Anne-Marie Brady, a political scientist at Christchurch University, is pessimistic that the ban on mineral exploitation in Antarctica will survive beyond 2048.

“The global economy is so dominated by the need for oil. Unless there was a major shift in how people live their lives, particularly in developing countries, I think we’re just going to go on and on trying to find new locations to exploit oil," said Brady.

A floating oil platform is tugged from harbor in Russia's northern port of Murmansk August 18, 2011. The Gazprom platform was to embark on from Murmansk port, launching an Arctic oil exploration effort
A floating oil platform is tugged from harbor in Russia's northern port of Murmansk August 18, 2011. The Gazprom platform was to embark on from Murmansk port, launching an Arctic oil exploration effort

Several nations are already believed to have undertaken feasibility studies for oil extraction in Antarctica. Concerns about China’s intentions grew last year when the land and resources minister, Xu Shaoshi, visited his country’s Zhongshan Antarctic base.

Rebecca Lee of the Hong Kong Polar Museum Foundation says China’s polar interests are more about national prestige and scientific research, not territorial gain or mineral wealth.

“Weather change can impact our life, our future, our agriculture, our economy. So we need to understand; not [take], not occupy,” Lee said.

But while China appears content to preserve the status quo in Antarctica, it has had only mixed success reassuring skeptics about its plans in the Arctic.

Beijing’s effort to achieve permanent observer status on the Arctic Council - a governing forum constituted by the eight Arctic states including the United States, Canada, Russia and Scandinavian countries - has twice been rejected.

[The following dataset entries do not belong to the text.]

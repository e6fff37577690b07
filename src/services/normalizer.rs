//! Payload normalization service
//!
//! One total function per entity kind. Each accepts whatever the endpoint
//! returned (already shape-resolved by `payload`) and produces canonical
//! entities: missing numbers become 0, missing lists become empty, missing
//! names and enum tags become `"Unknown"`.

use crate::services::payload::{
    self, parse_timestamp, RawAssignment, RawCampaign, RawDispatch, RawDispatchType, RawEvent,
    RawPlanet, RawPosition, RawSpaceStation, RawSteamNews, RawWarSummary,
};
use crate::types::{
    percentage, Assignment, Campaign, Dispatch, DispatchKind, Event, Planet, PlanetStatistics,
    Position, Reward, SpaceStation, SteamNewsItem, Task, WarStatistics, HUMAN_FACTION, UNKNOWN,
};
use serde_json::Value;

/// War summary; `None` only when the payload is not a record at all
pub fn war_statistics(payload: &Value) -> Option<WarStatistics> {
    let raw: RawWarSummary = payload::record(payload)?;
    let stats = raw.statistics.unwrap_or_default();

    Some(WarStatistics {
        missions_won: stats.missions_won.unwrap_or(0),
        missions_lost: stats.missions_lost.unwrap_or(0),
        mission_success_rate: stats.mission_success_rate.unwrap_or(0.0),
        terminid_kills: stats.terminid_kills.unwrap_or(0),
        automaton_kills: stats.automaton_kills.unwrap_or(0),
        illuminate_kills: stats.illuminate_kills.unwrap_or(0),
        deaths: stats.deaths.unwrap_or(0),
        accuracy: stats.accuracy.unwrap_or(0.0),
        time_played: stats.time_played.unwrap_or(0),
        player_count: stats.player_count.unwrap_or(0),
    })
}

pub fn assignments(payload: &Value) -> Vec<Assignment> {
    payload::records::<RawAssignment>(payload)
        .into_iter()
        .map(assignment)
        .collect()
}

/// Overall progress is `progress[0]` against `tasks[0].values[2]` (target defaults to 1).
fn assignment(raw: RawAssignment) -> Assignment {
    let progress = raw.progress.first().copied().unwrap_or(0.0);
    let target = raw
        .tasks
        .first()
        .and_then(|t| t.values.get(2).copied())
        .filter(|t| *t > 0.0)
        .unwrap_or(1.0);

    let tasks = raw
        .tasks
        .iter()
        .map(|t| Task {
            task_type: t
                .task_type
                .as_ref()
                .map(|tag| tag.to_label())
                .unwrap_or_else(|| UNKNOWN.to_string()),
            current: t.values.first().copied().unwrap_or(0.0),
            target: t.values.get(1).copied().filter(|v| *v > 0.0).unwrap_or(1.0),
        })
        .collect();

    let reward = raw.reward.map(|r| Reward {
        reward_type: r
            .reward_type
            .map(|tag| tag.to_label())
            .unwrap_or_else(|| UNKNOWN.to_string()),
        amount: r.amount.unwrap_or(0),
    });

    let title = raw.title.unwrap_or_else(|| UNKNOWN.to_string());
    let briefing = raw.briefing.unwrap_or_else(|| title.clone());

    Assignment {
        id: raw.id.unwrap_or(0),
        title,
        briefing,
        description: raw.description.filter(|d| !d.trim().is_empty()),
        tasks,
        progress,
        target,
        progress_percentage: percentage(progress, target),
        expires_at: parse_timestamp(&raw.expiration),
        reward,
    }
}

pub fn planets(payload: &Value) -> Vec<Planet> {
    payload::records::<RawPlanet>(payload)
        .into_iter()
        .map(planet)
        .collect()
}

fn planet(raw: RawPlanet) -> Planet {
    let current_owner = raw.current_owner.unwrap_or_else(|| UNKNOWN.to_string());
    let stats = raw.statistics.unwrap_or_default();

    Planet {
        index: raw.index.unwrap_or(0),
        name: raw.name.unwrap_or_else(|| UNKNOWN.to_string()),
        enemy_faction: enemy_faction(&current_owner),
        current_owner,
        statistics: PlanetStatistics {
            player_count: stats.player_count.unwrap_or(0),
            missions_won: stats.missions_won.unwrap_or(0),
            missions_lost: stats.missions_lost.unwrap_or(0),
        },
        sector: raw.sector,
        biome: raw.biome.and_then(|b| b.name),
        hazards: raw.hazards.into_iter().filter_map(|h| h.name).collect(),
        position: raw.position.map(position),
    }
}

/// The owning faction unless it is the player side
pub fn enemy_faction(current_owner: &str) -> Option<String> {
    if current_owner == HUMAN_FACTION {
        None
    } else {
        Some(current_owner.to_string())
    }
}

fn position(raw: RawPosition) -> Position {
    Position {
        x: raw.x.unwrap_or(0.0),
        y: raw.y.unwrap_or(0.0),
    }
}

pub fn campaigns(payload: &Value) -> Vec<Campaign> {
    payload::records::<RawCampaign>(payload)
        .into_iter()
        .map(campaign)
        .collect()
}

/// Progress is the event's progress when one is running, else the planet's liberation.
fn campaign(raw: RawCampaign) -> Campaign {
    let planet = raw.planet.unwrap_or_default();
    let event = planet.event.map(event);
    let progress = match &event {
        Some(e) => e.progress,
        None => depletion(planet.health, planet.max_health),
    };

    Campaign {
        id: raw.id.unwrap_or(0),
        planet_index: planet.index.unwrap_or(0),
        planet_name: planet.name.unwrap_or_else(|| UNKNOWN.to_string()),
        faction: raw
            .faction
            .or(planet.current_owner)
            .unwrap_or_else(|| UNKNOWN.to_string()),
        progress,
        event,
    }
}

fn event(raw: RawEvent) -> Event {
    Event {
        faction: raw.faction.unwrap_or_else(|| UNKNOWN.to_string()),
        progress: depletion(raw.health, raw.max_health),
        end_time: parse_timestamp(&raw.end_time),
    }
}

/// `1 - health / max_health` clamped to `[0, 1]`; unknown or zero max yields 0
pub fn depletion(health: Option<f64>, max_health: Option<f64>) -> f64 {
    match (health, max_health) {
        (Some(health), Some(max)) if max > 0.0 => (1.0 - health / max).clamp(0.0, 1.0),
        (None, Some(max)) if max > 0.0 => 1.0,
        _ => 0.0,
    }
}

pub fn dispatches(payload: &Value) -> Vec<Dispatch> {
    payload::records::<RawDispatch>(payload)
        .into_iter()
        .map(|raw| Dispatch {
            id: raw.id.unwrap_or(0),
            kind: raw
                .dispatch_type
                .as_ref()
                .map(dispatch_kind)
                .unwrap_or(DispatchKind::Dispatch),
            message: raw.message.unwrap_or_else(|| UNKNOWN.to_string()),
            published: parse_timestamp(&raw.published),
            author: raw.author.filter(|a| !a.trim().is_empty()),
        })
        .collect()
}

/// Map numeric codes and symbolic tags onto one label set; unknown values are `Dispatch`.
pub fn dispatch_kind(raw: &RawDispatchType) -> DispatchKind {
    match raw {
        RawDispatchType::Code(1) => DispatchKind::MajorOrder,
        RawDispatchType::Code(2) => DispatchKind::Tactical,
        RawDispatchType::Code(_) => DispatchKind::Dispatch,
        RawDispatchType::Tag(tag) => match tag.as_str() {
            "MAJOR_ORDER" => DispatchKind::MajorOrder,
            "TACTICAL_UPDATE" => DispatchKind::Tactical,
            "SUPPLY_DROP" => DispatchKind::Supply,
            "INTELLIGENCE" => DispatchKind::Intel,
            _ => DispatchKind::Dispatch,
        },
    }
}

pub fn steam_news(payload: &Value) -> Vec<SteamNewsItem> {
    payload::records::<RawSteamNews>(payload)
        .into_iter()
        .map(|raw: RawSteamNews| SteamNewsItem {
            id: raw
                .id
                .map(|id| id.to_label())
                .unwrap_or_else(|| UNKNOWN.to_string()),
            title: raw.title.unwrap_or_else(|| UNKNOWN.to_string()),
            url: raw.url.unwrap_or_else(|| UNKNOWN.to_string()),
            contents: raw.content.unwrap_or_else(|| UNKNOWN.to_string()),
            published: parse_timestamp(&raw.published_at),
            author: raw.author.unwrap_or_else(|| UNKNOWN.to_string()),
        })
        .collect()
}

pub fn space_stations(payload: &Value) -> Vec<SpaceStation> {
    payload::records::<RawSpaceStation>(payload)
        .into_iter()
        .map(|raw: RawSpaceStation| {
            let planet = raw.planet.unwrap_or_default();
            SpaceStation {
                id: raw.id.unwrap_or(0),
                planet_index: planet.index.unwrap_or(0),
                position: planet.position.map(position),
                election_end: parse_timestamp(&raw.election_end),
            }
        })
        .collect()
}
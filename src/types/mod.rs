//! Type definitions for warstatus

mod endpoint;
mod error;
mod snapshot;
mod war;

pub use endpoint::Endpoint;
pub use error::*;
pub use snapshot::*;
pub use war::*;
//! Sliding-window admission control shared by every outbound request
//!
//! Admission is serialized behind a mutex: the prune, count and record steps
//! run as one critical section, so concurrent callers on a multi-threaded
//! runtime can never both take the last free slot. Waiting happens outside
//! the lock and is followed by a fresh check.

use std::collections::VecDeque;
use std::sync::Mutex;
use std::time::Duration;

use tokio::time::{sleep, Instant};
use tracing::debug;

/// Default maximum call-starts per window
pub const DEFAULT_MAX_CALLS: usize = 5;

/// Default window length
pub const DEFAULT_WINDOW: Duration = Duration::from_millis(10_000);

/// Extra wait added on top of the computed delay to absorb clock/latency skew
pub const DEFAULT_BUFFER: Duration = Duration::from_millis(1_000);

pub struct RateLimiter {
    max_calls: usize,
    window: Duration,
    buffer: Duration,
    calls: Mutex<VecDeque<Instant>>,
}

impl RateLimiter {
    pub fn new(max_calls: usize, window: Duration, buffer: Duration) -> Self {
        Self {
            max_calls: max_calls.max(1),
            window,
            buffer,
            calls: Mutex::new(VecDeque::with_capacity(max_calls)),
        }
    }

    /// Suspend until one more call-start fits in the trailing window, then record it.
    pub async fn admit(&self) {
        loop {
            let wait = match self.try_admit(Instant::now()) {
                None => return,
                Some(wait) => wait,
            };
            debug!(wait_ms = wait.as_millis() as u64, "rate limit reached, waiting");
            sleep(wait).await;
        }
    }

    /// Record an admission at `now` if a slot is free; otherwise return how long to wait.
    fn try_admit(&self, now: Instant) -> Option<Duration> {
        let mut calls = self.calls.lock().unwrap_or_else(|e| e.into_inner());

        while let Some(&oldest) = calls.front() {
            if now.duration_since(oldest) >= self.window {
                calls.pop_front();
            } else {
                break;
            }
        }

        if calls.len() < self.max_calls {
            calls.push_back(now);
            return None;
        }

        // History is pushed in admission order, so the front is the oldest
        let oldest = calls.front().copied().unwrap_or(now);
        let elapsed = now.duration_since(oldest);
        Some(self.window.saturating_sub(elapsed) + self.buffer)
    }

    /// Admissions currently inside the window
    #[cfg(test)]
    fn in_flight(&self) -> usize {
        let now = Instant::now();
        let calls = self.calls.lock().unwrap_or_else(|e| e.into_inner());
        calls
            .iter()
            .filter(|&&t| now.duration_since(t) < self.window)
            .count()
    }
}

impl Default for RateLimiter {
    fn default() -> Self {
        Self::new(DEFAULT_MAX_CALLS, DEFAULT_WINDOW, DEFAULT_BUFFER)
    }
}
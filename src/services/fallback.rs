//! Static substitute data for categories whose endpoint rejected
//!
//! Values are fixed; the only input is `now`, which anchors timestamps so
//! substituted dispatches and news still read as current.

use crate::types::{
    Assignment, Campaign, Dispatch, DispatchKind, Planet, PlanetStatistics, Position, Reward,
    SpaceStation, SteamNewsItem, Task, WarStatistics,
};
use chrono::{DateTime, Duration, Utc};

pub fn war_statistics() -> Option<WarStatistics> {
    Some(WarStatistics {
        missions_won: 1_250_000,
        missions_lost: 250_000,
        mission_success_rate: 83.0,
        terminid_kills: 450_000_000,
        automaton_kills: 180_000_000,
        illuminate_kills: 0,
        deaths: 12_000_000,
        accuracy: 68.0,
        time_played: 3_600_000_000,
        player_count: 50_000,
    })
}

pub fn assignments(now: DateTime<Utc>) -> Vec<Assignment> {
    vec![Assignment {
        id: 1,
        title: "MAJOR ORDER".into(),
        briefing: "Liberate the Umlaut sector".into(),
        description: Some("Secure every planet in the sector against the Terminid advance.".into()),
        tasks: vec![Task {
            task_type: "Liberate".into(),
            current: 1.0,
            target: 3.0,
        }],
        progress: 1.0,
        target: 3.0,
        progress_percentage: 100.0 / 3.0,
        expires_at: Some(now + Duration::days(3)),
        reward: Some(Reward {
            reward_type: "Medals".into(),
            amount: 45,
        }),
    }]
}

pub fn planets() -> Vec<Planet> {
    vec![
        planet(0, "Super Earth", "Humans", 0, 0.0, 0.0),
        planet(64, "Meridia", "Terminids", 12_000, 0.12, -0.41),
        planet(126, "Malevelon Creek", "Automaton", 8_000, -0.53, 0.37),
    ]
}

fn planet(index: u32, name: &str, owner: &str, players: u64, x: f64, y: f64) -> Planet {
    Planet {
        index,
        name: name.into(),
        current_owner: owner.into(),
        enemy_faction: super::normalizer::enemy_faction(owner),
        statistics: PlanetStatistics {
            player_count: players,
            missions_won: players / 2,
            missions_lost: players / 10,
        },
        sector: None,
        biome: None,
        hazards: Vec::new(),
        position: Some(Position { x, y }),
    }
}

pub fn campaigns() -> Vec<Campaign> {
    vec![
        Campaign {
            id: 1,
            planet_index: 64,
            planet_name: "Meridia".into(),
            faction: "Terminids".into(),
            progress: 0.45,
            event: None,
        },
        Campaign {
            id: 2,
            planet_index: 126,
            planet_name: "Malevelon Creek".into(),
            faction: "Automaton".into(),
            progress: 0.2,
            event: None,
        },
    ]
}

pub fn dispatches(now: DateTime<Utc>) -> Vec<Dispatch> {
    vec![
        Dispatch {
            id: 1,
            kind: DispatchKind::MajorOrder,
            message: "Helldivers, a new Major Order has been issued. Report to your Destroyer."
                .into(),
            published: Some(now - Duration::hours(2)),
            author: Some("High Command".into()),
        },
        Dispatch {
            id: 2,
            kind: DispatchKind::Tactical,
            message: "Automaton forces are massing near Malevelon Creek.".into(),
            published: Some(now - Duration::hours(8)),
            author: Some("High Command".into()),
        },
    ]
}

pub fn steam_news(now: DateTime<Utc>) -> Vec<SteamNewsItem> {
    vec![SteamNewsItem {
        id: "0".into(),
        title: "Galactic War status temporarily unavailable".into(),
        url: "https://store.steampowered.com/news/app/553850".into(),
        contents: "Live news could not be loaded. Showing placeholder content.".into(),
        published: Some(now - Duration::days(1)),
        author: "Arrowhead".into(),
    }]
}

pub fn space_stations(now: DateTime<Utc>) -> Vec<SpaceStation> {
    vec![SpaceStation {
        id: 749_875_195,
        planet_index: 64,
        position: Some(Position { x: 0.12, y: -0.41 }),
        election_end: Some(now + Duration::hours(12)),
    }]
}
//! Aggregation layer over the Helldivers 2 community war-status API
//!
//! One polling cycle fans out to seven endpoints through a shared rate
//! limiter, normalizes whatever came back, substitutes static data for
//! failed categories, and returns an [`types::AggregateSnapshot`].

pub mod services;
pub mod types;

Anne-Marie Brady says that Beijing is signaling it has legitimate interests in the northern polar region. She believes this represents a move away from China’s usual non-confrontational approach to international relations.

“In the Arctic, they want to have a leadership role in future decision making. And, this is actually a big shift in Chinese foreign policy. With this, they’ve actually stuck their oar in,” Brady added.

China’s interest in the northern polar region partly derives from the changes global warming could have on northern sea routes. As Arctic ice melts, sea lanes in the previously un-navigable Northwest and Northeast passages could potentially be ice-free within a decade.

The Russian research vessel the Akademik Fyodorov with miniature submarines on board sails in the Arctic Ocean in this Reuters Television image (File)
The Russian research vessel the Akademik Fyodorov with miniature submarines on board sails in the Arctic Ocean in this Reuters Television image (File)

The potential to sail these new routes, controlled by Canada, Russia and the U.S., is both an economic and security issue for China.

Its merchant shipping fleet, delivering exports from Shanghai and Hong Kong to markets in Europe and North America, could cut 6,500 kilometers off voyages usually undertaken via the Suez Canal. The pirate-infested Gulf of Aden would be avoided altogether.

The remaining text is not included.